:: Task input
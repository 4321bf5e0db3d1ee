//! Starter menu loaded into an empty store at startup.

use crate::errors::AppError;
use crate::models::{Category, NewMenuItem};

use super::ItemStore;

/// The café's opening menu.
pub fn starter_menu() -> Vec<NewMenuItem> {
    let entry = |name: &str,
                 description: &str,
                 price: i64,
                 category: Category,
                 discount: i64,
                 tags: [&str; 2],
                 rating: f64| NewMenuItem {
        name: name.to_string(),
        description: description.to_string(),
        price,
        category,
        discount,
        tags: tags.iter().map(|t| t.to_string()).collect(),
        rating,
        image: None,
    };

    vec![
        entry(
            "اسپرسو",
            "اسپرسو خالص و غلیظ با طعمی منحصر به فرد",
            45_000,
            Category::HotCoffee,
            0,
            ["پرفروش", "کلاسیک"],
            4.8,
        ),
        entry(
            "لاته",
            "ترکیب اسپرسو با شیر گرم و فوم شیر",
            65_000,
            Category::HotCoffee,
            10,
            ["پرفروش", "فوم دار"],
            4.7,
        ),
        entry(
            "کاپوچینو",
            "اسپرسو با نسبت برابر شیر و فوم شیر",
            60_000,
            Category::HotCoffee,
            0,
            ["کلاسیک", "فوم دار"],
            4.6,
        ),
        entry(
            "کلد برو",
            "قهوه سرد دم‌آوری شده با طعم کارامل",
            75_000,
            Category::ColdCoffee,
            20,
            ["ویژه", "تخفیف دار"],
            4.9,
        ),
        entry(
            "آفوگاتو",
            "اسپرسو داغ با بستنی وانیلی",
            80_000,
            Category::Dessert,
            15,
            ["دسر", "مخلوط"],
            4.8,
        ),
        entry(
            "چای ماسالا",
            "چای هندی با ادویه‌های خاص و شیر",
            40_000,
            Category::Tea,
            0,
            ["ادویه‌ای", "هندی"],
            4.5,
        ),
        entry(
            "صبحانه انگلیسی",
            "تخم مرغ، بیکن، قارچ، لوبیا و نان تست",
            120_000,
            Category::Breakfast,
            10,
            ["کامل", "متنوع"],
            4.7,
        ),
        entry(
            "موکا",
            "ترکیب اسپرسو، شیر، شکلات و خامه",
            70_000,
            Category::HotCoffee,
            5,
            ["شکلاتی", "خامه‌ای"],
            4.6,
        ),
        entry(
            "آیس آمریکانو",
            "اسپرسو با آب و یخ برای روزهای گرم",
            50_000,
            Category::ColdCoffee,
            0,
            ["سبک", "مناسب تابستان"],
            4.4,
        ),
    ]
}

/// Insert the starter menu if the store holds no records at all.
///
/// Returns the number of items inserted.
pub async fn seed_menu(store: &dyn ItemStore) -> Result<usize, AppError> {
    let existing = store.count_all().await?;
    if existing > 0 {
        tracing::info!("Store already holds {} items, skipping seed", existing);
        return Ok(0);
    }

    let menu = starter_menu();
    let count = menu.len();
    for item in menu {
        store.insert(item).await?;
    }

    tracing::info!("Seeded {} starter menu items", count);
    Ok(count)
}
::::
Reproduce the data shown above in its entirety, keeping each word as it is.

repository 4321bf5e0db3d1ee
//! Starter menu loaded into an empty store at startup.

use crate::errors::AppError;
use crate::models::{Category, NewMenuItem};

use super::ItemStore;

/// The café's opening menu.
pub fn starter_menu() -> Vec<NewMenuItem> {
    let entry = |name: &str,
                 description: &str,
                 price: i64,
                 category: Category,
                 discount: i64,
                 tags: [&str; 2],
                 rating: f64| NewMenuItem {
        name: name.to_string(),
        description: description.to_string(),
        price,
        category,
        discount,
        tags: tags.iter().map(|t| t.to_string()).collect(),
        rating,
        image: None,
    };

    vec![
        entry(
            "اسپرسو",
            "اسپرسو خالص و غلیظ با طعمی منحصر به فرد",
            45_000,
            Category::HotCoffee,
            0,
            ["پرفروش", "کلاسیک"],
            4.8,
        ),
        entry(
            "لاته",
            "ترکیب اسپرسو با شیر گرم و فوم شیر",
            65_000,
            Category::HotCoffee,
            10,
            ["پرفروش", "فوم دار"],
            4.7,
        ),
        entry(
            "کاپوچینو",
            "اسپرسو با نسبت برابر شیر و فوم شیر",
            60_000,
            Category::HotCoffee,
            0,
            ["کلاسیک", "فوم دار"],
            4.6,
        ),
        entry(
            "کلد برو",
            "قهوه سرد دم‌آوری شده با طعم کارامل",
            75_000,
            Category::ColdCoffee,
            20,
            ["ویژه", "تخفیف دار"],
            4.9,
        ),
        entry(
            "آفوگاتو",
            "اسپرسو داغ با بستنی وانیلی",
            80_000,
            Category::Dessert,
            15,
            ["دسر", "مخلوط"],
            4.8,
        ),
        entry(
            "چای ماسالا",
            "چای هندی با ادویه‌های خاص و شیر",
            40_000,
            Category::Tea,
            0,
            ["ادویه‌ای", "هندی"],
            4.5,
        ),
        entry(
            "صبحانه انگلیسی",
            "تخم مرغ، بیکن، قارچ، لوبیا و نان تست",
            120_000,
            Category::Breakfast,
            10,
            ["کامل", "متنوع"],
            4.7,
        ),
        entry(
            "موکا",
            "ترکیب اسپرسو، شیر، شکلات و خامه",
            70_000,
            Category::HotCoffee,
            5,
            ["شکلاتی", "خامه‌ای"],
            4.6,
        ),
        entry(
            "آیس آمریکانو",
            "اسپرسو با آب و یخ برای روزهای گرم",
            50_000,
            Category::ColdCoffee,
            0,
            ["سبک", "مناسب تابستان"],
            4.4,
        ),
    ]
}

/// Insert the starter menu if the store holds no records at all.
///
/// Returns the number of items inserted.
pub async fn seed_menu(store: &dyn ItemStore) -> Result<usize, AppError> {
    let existing = store.count_all().await?;
    if existing > 0 {
        tracing::info!("Store already holds {} items, skipping seed", existing);
        return Ok(0);
    }

    let menu = starter_menu();
    let count = menu.len();
    for item in menu {
        store.insert(item).await?;
    }

    tracing::info!("Seeded {} starter menu items", count);
    Ok(count)
}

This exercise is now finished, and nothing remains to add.